* _Work order_:
When you reach the line in the data below that contains "#[derive(Debug, Default)]", please start repeating lines exactly, and stop after the line that contains "let store = Self::default();", repeating nothing else.

Start of Dataset records

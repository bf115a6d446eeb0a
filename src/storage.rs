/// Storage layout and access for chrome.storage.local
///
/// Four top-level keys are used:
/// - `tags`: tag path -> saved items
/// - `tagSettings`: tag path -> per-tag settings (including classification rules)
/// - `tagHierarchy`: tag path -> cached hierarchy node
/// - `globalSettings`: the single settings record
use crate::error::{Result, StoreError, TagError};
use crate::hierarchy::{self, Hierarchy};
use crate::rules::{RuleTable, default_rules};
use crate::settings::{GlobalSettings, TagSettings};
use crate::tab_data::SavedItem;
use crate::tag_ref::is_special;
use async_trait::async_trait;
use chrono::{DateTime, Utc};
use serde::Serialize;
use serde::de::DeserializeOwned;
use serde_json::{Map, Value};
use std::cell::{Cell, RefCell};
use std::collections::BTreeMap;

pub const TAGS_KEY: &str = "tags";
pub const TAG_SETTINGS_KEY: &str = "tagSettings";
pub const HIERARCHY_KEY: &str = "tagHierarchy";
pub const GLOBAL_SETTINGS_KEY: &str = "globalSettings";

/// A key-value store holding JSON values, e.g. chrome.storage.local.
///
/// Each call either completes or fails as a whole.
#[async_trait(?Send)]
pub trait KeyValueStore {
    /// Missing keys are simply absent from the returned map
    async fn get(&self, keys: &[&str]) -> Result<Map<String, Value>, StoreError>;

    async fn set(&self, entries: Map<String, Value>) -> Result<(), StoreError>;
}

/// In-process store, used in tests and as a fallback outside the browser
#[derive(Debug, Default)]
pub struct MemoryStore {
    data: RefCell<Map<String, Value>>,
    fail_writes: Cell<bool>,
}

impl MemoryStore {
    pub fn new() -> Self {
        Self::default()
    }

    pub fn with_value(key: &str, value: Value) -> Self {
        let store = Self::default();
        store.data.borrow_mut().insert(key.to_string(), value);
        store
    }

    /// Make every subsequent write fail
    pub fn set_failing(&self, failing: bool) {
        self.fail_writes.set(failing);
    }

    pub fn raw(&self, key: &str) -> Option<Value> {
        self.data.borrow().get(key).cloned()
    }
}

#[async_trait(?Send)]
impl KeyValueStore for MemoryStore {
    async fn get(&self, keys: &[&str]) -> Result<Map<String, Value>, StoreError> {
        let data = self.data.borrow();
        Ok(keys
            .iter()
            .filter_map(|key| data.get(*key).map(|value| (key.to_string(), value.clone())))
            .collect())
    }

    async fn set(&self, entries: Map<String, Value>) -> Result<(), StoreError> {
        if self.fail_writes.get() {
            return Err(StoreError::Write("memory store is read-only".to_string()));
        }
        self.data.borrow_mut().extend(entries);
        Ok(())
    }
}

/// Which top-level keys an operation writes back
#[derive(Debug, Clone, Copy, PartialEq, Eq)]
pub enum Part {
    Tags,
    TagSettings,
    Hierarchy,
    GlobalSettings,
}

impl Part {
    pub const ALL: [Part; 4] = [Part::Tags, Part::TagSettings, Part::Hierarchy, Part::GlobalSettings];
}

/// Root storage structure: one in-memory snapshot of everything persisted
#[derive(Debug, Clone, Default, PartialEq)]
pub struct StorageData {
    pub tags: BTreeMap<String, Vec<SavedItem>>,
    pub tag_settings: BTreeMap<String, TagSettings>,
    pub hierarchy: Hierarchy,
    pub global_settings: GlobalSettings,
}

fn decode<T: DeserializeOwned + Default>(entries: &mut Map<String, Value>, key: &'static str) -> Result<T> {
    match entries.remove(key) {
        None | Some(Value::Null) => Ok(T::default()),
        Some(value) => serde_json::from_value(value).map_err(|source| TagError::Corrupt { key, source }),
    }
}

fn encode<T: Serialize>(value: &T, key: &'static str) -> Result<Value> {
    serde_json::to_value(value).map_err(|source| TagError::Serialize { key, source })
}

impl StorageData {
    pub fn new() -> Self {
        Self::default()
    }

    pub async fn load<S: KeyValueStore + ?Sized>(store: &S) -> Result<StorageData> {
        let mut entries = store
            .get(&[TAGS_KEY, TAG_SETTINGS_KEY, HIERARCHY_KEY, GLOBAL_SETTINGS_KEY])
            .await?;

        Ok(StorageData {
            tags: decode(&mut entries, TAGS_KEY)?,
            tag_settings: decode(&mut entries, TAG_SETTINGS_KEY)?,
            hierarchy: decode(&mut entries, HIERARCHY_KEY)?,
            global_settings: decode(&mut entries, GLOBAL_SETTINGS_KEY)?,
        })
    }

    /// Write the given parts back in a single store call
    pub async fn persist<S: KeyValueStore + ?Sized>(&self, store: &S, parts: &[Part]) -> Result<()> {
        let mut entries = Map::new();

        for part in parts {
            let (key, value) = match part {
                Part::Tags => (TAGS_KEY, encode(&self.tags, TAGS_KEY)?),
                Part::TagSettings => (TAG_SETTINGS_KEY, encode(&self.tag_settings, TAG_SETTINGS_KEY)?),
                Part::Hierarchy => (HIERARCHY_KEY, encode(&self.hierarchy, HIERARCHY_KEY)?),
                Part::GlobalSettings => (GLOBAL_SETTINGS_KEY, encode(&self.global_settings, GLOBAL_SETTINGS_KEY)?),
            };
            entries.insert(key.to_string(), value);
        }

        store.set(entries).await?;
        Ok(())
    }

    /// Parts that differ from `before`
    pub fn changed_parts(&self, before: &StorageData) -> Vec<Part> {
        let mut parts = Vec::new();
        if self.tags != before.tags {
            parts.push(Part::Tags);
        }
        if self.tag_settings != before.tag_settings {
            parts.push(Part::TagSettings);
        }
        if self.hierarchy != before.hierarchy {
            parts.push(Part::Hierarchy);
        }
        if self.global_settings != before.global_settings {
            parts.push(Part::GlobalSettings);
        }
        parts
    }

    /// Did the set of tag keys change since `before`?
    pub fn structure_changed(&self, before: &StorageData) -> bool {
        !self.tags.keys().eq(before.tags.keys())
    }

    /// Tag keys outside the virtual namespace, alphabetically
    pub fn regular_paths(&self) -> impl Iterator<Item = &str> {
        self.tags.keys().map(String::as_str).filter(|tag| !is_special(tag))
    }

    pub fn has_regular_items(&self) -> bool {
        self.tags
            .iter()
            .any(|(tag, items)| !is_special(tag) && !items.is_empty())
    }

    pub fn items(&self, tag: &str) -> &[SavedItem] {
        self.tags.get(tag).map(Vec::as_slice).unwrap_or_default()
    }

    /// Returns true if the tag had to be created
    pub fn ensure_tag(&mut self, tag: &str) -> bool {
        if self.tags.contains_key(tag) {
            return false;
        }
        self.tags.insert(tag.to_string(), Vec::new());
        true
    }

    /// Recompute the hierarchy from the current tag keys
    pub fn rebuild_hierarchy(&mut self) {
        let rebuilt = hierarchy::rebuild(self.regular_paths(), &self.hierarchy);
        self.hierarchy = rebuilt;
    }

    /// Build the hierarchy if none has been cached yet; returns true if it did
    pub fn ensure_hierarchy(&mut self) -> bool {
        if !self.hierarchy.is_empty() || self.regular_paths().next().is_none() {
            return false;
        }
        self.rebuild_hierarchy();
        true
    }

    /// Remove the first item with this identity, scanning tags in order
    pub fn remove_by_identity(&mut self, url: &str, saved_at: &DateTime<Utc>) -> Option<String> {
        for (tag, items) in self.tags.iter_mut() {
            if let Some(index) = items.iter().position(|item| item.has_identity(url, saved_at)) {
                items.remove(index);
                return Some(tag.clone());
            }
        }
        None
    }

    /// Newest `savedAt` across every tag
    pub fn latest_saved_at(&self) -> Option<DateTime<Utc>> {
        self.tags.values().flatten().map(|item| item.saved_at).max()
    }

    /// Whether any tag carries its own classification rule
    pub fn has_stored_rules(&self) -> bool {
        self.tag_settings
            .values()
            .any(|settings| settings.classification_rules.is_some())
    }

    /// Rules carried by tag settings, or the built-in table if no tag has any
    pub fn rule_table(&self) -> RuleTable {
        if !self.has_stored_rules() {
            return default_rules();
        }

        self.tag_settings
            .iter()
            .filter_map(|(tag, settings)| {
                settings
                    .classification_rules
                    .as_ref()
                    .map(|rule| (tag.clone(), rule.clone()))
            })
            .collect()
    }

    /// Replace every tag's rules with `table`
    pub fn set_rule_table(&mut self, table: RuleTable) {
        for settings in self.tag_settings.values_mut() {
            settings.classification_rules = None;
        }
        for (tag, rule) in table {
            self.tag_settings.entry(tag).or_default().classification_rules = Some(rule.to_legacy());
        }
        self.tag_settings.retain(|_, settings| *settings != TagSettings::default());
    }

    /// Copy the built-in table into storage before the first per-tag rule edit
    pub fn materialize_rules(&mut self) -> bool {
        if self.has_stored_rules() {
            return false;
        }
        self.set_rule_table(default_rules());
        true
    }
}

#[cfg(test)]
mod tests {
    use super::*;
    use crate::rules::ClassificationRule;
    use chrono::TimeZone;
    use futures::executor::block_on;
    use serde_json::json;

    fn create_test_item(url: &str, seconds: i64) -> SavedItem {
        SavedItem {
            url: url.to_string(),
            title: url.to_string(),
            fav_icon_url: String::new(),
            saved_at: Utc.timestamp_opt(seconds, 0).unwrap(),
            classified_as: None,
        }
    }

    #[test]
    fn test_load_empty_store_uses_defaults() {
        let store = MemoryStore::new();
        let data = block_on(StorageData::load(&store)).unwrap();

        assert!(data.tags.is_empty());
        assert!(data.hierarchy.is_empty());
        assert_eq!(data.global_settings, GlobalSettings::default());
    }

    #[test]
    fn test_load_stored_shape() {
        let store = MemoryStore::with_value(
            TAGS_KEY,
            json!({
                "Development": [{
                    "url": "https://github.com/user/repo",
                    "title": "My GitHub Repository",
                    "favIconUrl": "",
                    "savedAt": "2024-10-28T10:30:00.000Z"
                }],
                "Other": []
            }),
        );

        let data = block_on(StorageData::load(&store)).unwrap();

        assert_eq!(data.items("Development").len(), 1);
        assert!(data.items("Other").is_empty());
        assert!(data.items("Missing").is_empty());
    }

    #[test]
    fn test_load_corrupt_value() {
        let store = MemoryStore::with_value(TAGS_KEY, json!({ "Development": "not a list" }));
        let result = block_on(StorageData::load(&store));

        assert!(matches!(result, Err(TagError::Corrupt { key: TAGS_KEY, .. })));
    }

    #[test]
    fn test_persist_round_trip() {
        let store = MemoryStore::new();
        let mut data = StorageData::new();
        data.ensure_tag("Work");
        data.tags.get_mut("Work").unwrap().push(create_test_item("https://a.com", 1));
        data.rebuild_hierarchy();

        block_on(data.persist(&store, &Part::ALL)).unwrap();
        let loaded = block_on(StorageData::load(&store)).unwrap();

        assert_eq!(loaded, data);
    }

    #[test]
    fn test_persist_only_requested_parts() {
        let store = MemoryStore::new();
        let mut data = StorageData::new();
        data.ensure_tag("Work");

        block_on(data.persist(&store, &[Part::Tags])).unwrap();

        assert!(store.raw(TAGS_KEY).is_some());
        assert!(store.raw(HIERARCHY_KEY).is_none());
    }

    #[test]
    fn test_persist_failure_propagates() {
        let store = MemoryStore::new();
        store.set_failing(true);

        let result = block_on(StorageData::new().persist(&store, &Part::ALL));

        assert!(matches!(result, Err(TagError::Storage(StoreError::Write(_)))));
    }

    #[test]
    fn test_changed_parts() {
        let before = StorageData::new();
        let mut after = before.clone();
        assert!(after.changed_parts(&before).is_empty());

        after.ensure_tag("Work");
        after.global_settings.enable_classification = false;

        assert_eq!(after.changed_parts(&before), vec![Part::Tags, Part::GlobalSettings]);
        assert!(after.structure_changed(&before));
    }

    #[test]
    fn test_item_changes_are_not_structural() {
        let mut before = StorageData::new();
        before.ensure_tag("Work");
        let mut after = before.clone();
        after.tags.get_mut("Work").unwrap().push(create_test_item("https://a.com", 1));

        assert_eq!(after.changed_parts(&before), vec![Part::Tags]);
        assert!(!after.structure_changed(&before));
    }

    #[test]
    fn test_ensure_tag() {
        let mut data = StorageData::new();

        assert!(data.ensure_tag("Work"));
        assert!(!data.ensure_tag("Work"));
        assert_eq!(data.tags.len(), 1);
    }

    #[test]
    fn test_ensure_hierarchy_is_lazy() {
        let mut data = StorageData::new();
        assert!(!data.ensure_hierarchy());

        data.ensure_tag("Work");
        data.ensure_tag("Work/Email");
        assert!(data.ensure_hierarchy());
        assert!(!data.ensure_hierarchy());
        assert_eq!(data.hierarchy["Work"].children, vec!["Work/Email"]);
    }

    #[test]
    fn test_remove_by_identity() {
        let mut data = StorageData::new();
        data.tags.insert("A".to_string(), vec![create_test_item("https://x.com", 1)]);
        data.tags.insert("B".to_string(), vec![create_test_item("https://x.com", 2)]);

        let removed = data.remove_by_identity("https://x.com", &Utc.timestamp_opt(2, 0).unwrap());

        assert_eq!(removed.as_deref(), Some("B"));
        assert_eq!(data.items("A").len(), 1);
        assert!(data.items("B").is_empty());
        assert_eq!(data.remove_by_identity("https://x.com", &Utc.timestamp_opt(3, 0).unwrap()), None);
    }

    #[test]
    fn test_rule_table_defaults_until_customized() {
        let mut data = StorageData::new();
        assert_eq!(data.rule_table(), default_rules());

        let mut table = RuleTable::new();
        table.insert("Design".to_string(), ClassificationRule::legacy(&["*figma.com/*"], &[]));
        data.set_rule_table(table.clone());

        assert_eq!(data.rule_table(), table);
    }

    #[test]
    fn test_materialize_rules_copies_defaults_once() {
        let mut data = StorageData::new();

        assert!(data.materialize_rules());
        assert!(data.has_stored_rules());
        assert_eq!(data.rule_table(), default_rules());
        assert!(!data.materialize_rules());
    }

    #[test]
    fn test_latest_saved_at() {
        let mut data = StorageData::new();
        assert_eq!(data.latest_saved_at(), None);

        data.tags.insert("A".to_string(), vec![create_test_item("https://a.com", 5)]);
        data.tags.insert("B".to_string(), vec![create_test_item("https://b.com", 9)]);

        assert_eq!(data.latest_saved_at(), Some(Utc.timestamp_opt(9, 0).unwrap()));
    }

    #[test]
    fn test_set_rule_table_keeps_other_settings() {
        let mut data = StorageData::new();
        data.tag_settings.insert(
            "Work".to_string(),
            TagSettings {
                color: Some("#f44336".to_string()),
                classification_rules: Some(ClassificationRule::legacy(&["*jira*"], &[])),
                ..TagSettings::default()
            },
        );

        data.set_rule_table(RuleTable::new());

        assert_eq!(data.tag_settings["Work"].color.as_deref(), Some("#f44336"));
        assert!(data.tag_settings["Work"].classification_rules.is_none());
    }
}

End of Dataset records

* _Result of the exercise_:
#[derive(Debug, Default)]
pub struct MemoryStore {
    data: RefCell<Map<String, Value>>,
    fail_writes: Cell<bool>,
}

impl MemoryStore {
    pub fn new() -> Self {
        Self::default()
    }

    pub fn with_value(key: &str, value: Value) -> Self {
        let store = Self::default();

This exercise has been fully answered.